The Hong Kong-based airline in February saw its cargo traffic decline by 53.3% to 240.5m in cargo tonne kms as its long-haul freighter operations were limited.
In January, the carrier axed freighter flights to Europe and reduced to capacity to several other long-haul destinations as the Hong Kong government introduced stricter crew quarantine requirements.
In February, the airline operated around 25% of its pre-Covid cargo flight capacity.
The airline said that stricter requirements for cross-border trucking between the Chinese Mainland and Hong Kong, as well as the surge in Covid-19 cases in Hong Kong also reduced demand from its home market.
“Furthermore, the anticipated market recovery from Asia to long-haul destinations was slower than expected post-Chinese New Year,” Cathay Pacific added.
Cathay Pacific chief customer and commercial officer Ronald Lam said that the cargo business had been focusing on regional operations.
“In order to mitigate these headwinds, our teams focused on regional routes and we saw encouraging demand on these services,” Lam said.
“Of particular note was the demand for Rapid Antigen Test (RAT) shipments, which was strong throughout the month and continues to be so. As of the end of February, we have delivered over 13m RAT kits to Hong Kong.

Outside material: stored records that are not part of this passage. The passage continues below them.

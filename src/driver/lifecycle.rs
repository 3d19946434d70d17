//! Launching the tool and tearing it down

use crate::driver::error::DriverError;
use crate::driver::protocol::Prompt;
use crate::driver::PytoolDriver;
use crate::result::ExpectError;
use crate::session::{Session, Transport};
use portable_pty::ExitStatus;
use std::path::Path;
use std::time::Duration;

/// Location of the tool's entry script under the LEK path.
const PYTOOL_SCRIPT: &str = "cli/pytool/management_config/config.py";

/// Program and arguments that start the configuration tool.
#[derive(Debug, Clone, PartialEq, Eq)]
pub struct ToolCommand {
    /// Executable to spawn
    pub program: String,
    /// Arguments, passed verbatim
    pub args: Vec<String>,
}

impl ToolCommand {
    /// Command for an arbitrary executable.
    pub fn new(program: impl Into<String>, args: impl IntoIterator<Item = impl Into<String>>) -> Self {
        Self {
            program: program.into(),
            args: args.into_iter().map(Into::into).collect(),
        }
    }

    /// `<interpreter> <lek_path>/cli/pytool/management_config/config.py --lekpath <lek_path> --bitstream <bitstream>`
    ///
    /// # Examples
    ///
    /// ```
    /// use portcfg::ToolCommand;
    ///
    /// let command = ToolCommand::pytool("python3", "/opt/lek/", "1");
    /// assert_eq!(command.program, "python3");
    /// assert_eq!(command.args[0], "/opt/lek/cli/pytool/management_config/config.py");
    /// ```
    pub fn pytool(interpreter: &str, lek_path: &str, bitstream: &str) -> Self {
        let script = Path::new(lek_path).join(PYTOOL_SCRIPT);
        Self::new(
            interpreter,
            [
                script.to_string_lossy().into_owned(),
                "--lekpath".to_string(),
                lek_path.to_string(),
                "--bitstream".to_string(),
                bitstream.to_string(),
            ],
        )
    }
}

impl<T: Transport> PytoolDriver<T> {
    /// Wrap a transport whose tool is starting up.
    ///
    /// Waits for the top-level prompt and returns the driver together with
    /// the startup screen, which is the input to the first workflow.
    ///
    /// # Errors
    ///
    /// [`DriverError::LaunchFailure`] when the tool exits first,
    /// [`DriverError::LaunchTimeout`] when the prompt never shows up. Both
    /// carry the output seen so far.
    pub async fn attach(mut transport: T) -> Result<(Self, String), DriverError> {
        let ready = transport
            .await_pattern(Prompt::TopLevel.pattern())
            .await
            .map_err(DriverError::launching)?;

        log::info!("configuration tool ready");
        Ok((Self { transport }, ready.before))
    }
}

impl PytoolDriver<Session> {
    /// Spawn the tool and wait until it is ready.
    pub async fn launch(command: &ToolCommand, timeout: Duration) -> Result<(Self, String), DriverError> {
        log::info!("launching {} {}", command.program, command.args.join(" "));

        let session = Session::builder()
            .timeout(timeout)
            .spawn(&command.program, command.args.as_slice())
            .map_err(|e| match e {
                ExpectError::SpawnError(reason) => DriverError::LaunchFailure { output: reason },
                other => DriverError::Transport(other),
            })?;

        Self::attach(session).await
    }

    /// Reap the tool after it has been told to quit.
    ///
    /// # Errors
    ///
    /// [`DriverError::ExitTimeout`] when the tool outlives the session
    /// timeout. The tool is killed in that case.
    pub async fn finish(mut self) -> Result<ExitStatus, DriverError> {
        let status = self.transport.wait().await.map_err(|e| match e {
            ExpectError::Timeout { duration, .. } => DriverError::ExitTimeout { duration },
            other => DriverError::Transport(other),
        })?;
        log::debug!("tool exited with {}", status.exit_code());
        Ok(status)
    }
}

#[cfg(test)]
mod tests {
    use super::*;
    use crate::driver::sim::SimulatedTool;
    use crate::menu::Menu;

    #[test]
    fn test_pytool_command_without_trailing_slash() {
        let command = ToolCommand::pytool("python3", "/opt/lek", "2");
        assert_eq!(
            command.args,
            [
                "/opt/lek/cli/pytool/management_config/config.py",
                "--lekpath",
                "/opt/lek",
                "--bitstream",
                "2"
            ]
        );
    }

    #[tokio::test]
    async fn test_attach_returns_startup_menu() {
        let (driver, screen) = PytoolDriver::attach(SimulatedTool::new()).await.unwrap();

        let menu = Menu::parse(&screen);
        assert_eq!(menu.selector("Configure Host Port"), Some("1"));
        assert!(driver.transport().sends().is_empty());
    }

    #[tokio::test]
    async fn test_attach_reports_early_exit() {
        let tool = SimulatedTool::crashing("Traceback: bitstream 9 not found\r\n");

        let err = PytoolDriver::attach(tool).await.err().unwrap();

        assert!(matches!(
            err,
            DriverError::LaunchFailure { ref output } if output.contains("bitstream 9")
        ));
    }

    #[tokio::test]
    async fn test_attach_reports_missing_prompt() {
        let tool = SimulatedTool::hanging("Loading...\r\n");

        let err = PytoolDriver::attach(tool).await.err().unwrap();

        assert!(matches!(err, DriverError::LaunchTimeout { ref output, .. } if output == "Loading...\r\n"));
    }
}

“We will continue to support the Government’s anti-pandemic efforts with the delivery of important medical supplies.”
“We are re-deploying freighters to North Asia and the Indian sub-continent to maximise opportunities within the region while our ability to operate long-haul services remains constrained.
“Nevertheless, we are continually looking to increase our long-haul cargo flight capacity where possible, and we have resumed freighter services into Atlanta, Houston and Miami in the US.
“Our total Hong Kong export volumes will likely remain under pressure throughout the month. Despite this, overall demand from other markets is strengthening and we will look to capture as much of this opportunity as possible.”
The carrier has yet to confirm when it plans to restart operations to Europe.
Earlier this month, Cathay Pacific Group reported its 2021 results, confirming it faced an attributable loss of HK$5.5bn for last year and is looking to increase “cargo capacity as much as practicable”.